(PROBLEM STATEMENT): What you return must be an exact copy of the lines in the listing below between the line holding "pub fn file_sink_reused(_name: &str, _path: &Path)" and the line holding "pub fn sink_skipped(name: &str)", inclusive, and nothing more.

(SOURCE DATA):
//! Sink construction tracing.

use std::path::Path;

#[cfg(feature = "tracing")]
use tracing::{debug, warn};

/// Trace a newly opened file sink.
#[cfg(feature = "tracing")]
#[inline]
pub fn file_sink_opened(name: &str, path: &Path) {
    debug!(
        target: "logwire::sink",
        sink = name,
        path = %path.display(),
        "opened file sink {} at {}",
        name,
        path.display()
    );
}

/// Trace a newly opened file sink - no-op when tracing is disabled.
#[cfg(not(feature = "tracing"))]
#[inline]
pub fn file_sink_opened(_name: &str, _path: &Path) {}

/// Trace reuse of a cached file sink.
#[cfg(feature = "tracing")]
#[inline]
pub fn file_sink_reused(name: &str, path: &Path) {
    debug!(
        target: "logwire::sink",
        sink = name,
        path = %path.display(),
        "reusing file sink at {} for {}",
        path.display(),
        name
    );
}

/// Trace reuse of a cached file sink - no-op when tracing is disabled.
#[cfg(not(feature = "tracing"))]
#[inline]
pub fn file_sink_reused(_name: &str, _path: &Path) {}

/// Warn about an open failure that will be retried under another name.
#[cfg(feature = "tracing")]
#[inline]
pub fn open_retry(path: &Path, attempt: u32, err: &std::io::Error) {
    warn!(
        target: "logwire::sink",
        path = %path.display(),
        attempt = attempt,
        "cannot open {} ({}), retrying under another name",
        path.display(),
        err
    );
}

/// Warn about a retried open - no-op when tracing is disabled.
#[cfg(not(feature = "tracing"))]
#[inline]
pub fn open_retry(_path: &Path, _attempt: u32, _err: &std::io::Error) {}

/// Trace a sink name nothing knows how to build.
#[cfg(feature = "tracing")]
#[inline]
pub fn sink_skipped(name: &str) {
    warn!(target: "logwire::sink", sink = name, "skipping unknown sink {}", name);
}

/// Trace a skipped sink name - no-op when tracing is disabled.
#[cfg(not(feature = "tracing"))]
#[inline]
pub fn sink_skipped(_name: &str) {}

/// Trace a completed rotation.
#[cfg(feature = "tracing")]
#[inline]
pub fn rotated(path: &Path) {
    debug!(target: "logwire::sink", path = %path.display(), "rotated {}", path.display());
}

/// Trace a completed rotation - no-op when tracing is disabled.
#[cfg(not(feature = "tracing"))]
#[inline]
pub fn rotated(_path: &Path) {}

(PROBLEM SOLUTION):
pub fn file_sink_reused(_name: &str, _path: &Path) {}

/// Warn about an open failure that will be retried under another name.
#[cfg(feature = "tracing")]
#[inline]
pub fn open_retry(path: &Path, attempt: u32, err: &std::io::Error) {
    warn!(
        target: "logwire::sink",
        path = %path.display(),
        attempt = attempt,
        "cannot open {} ({}), retrying under another name",
        path.display(),
        err
    );
}

/// Warn about a retried open - no-op when tracing is disabled.
#[cfg(not(feature = "tracing"))]
#[inline]
pub fn open_retry(_path: &Path, _attempt: u32, _err: &std::io::Error) {}

/// Trace a sink name nothing knows how to build.
#[cfg(feature = "tracing")]
#[inline]
pub fn sink_skipped(name: &str) {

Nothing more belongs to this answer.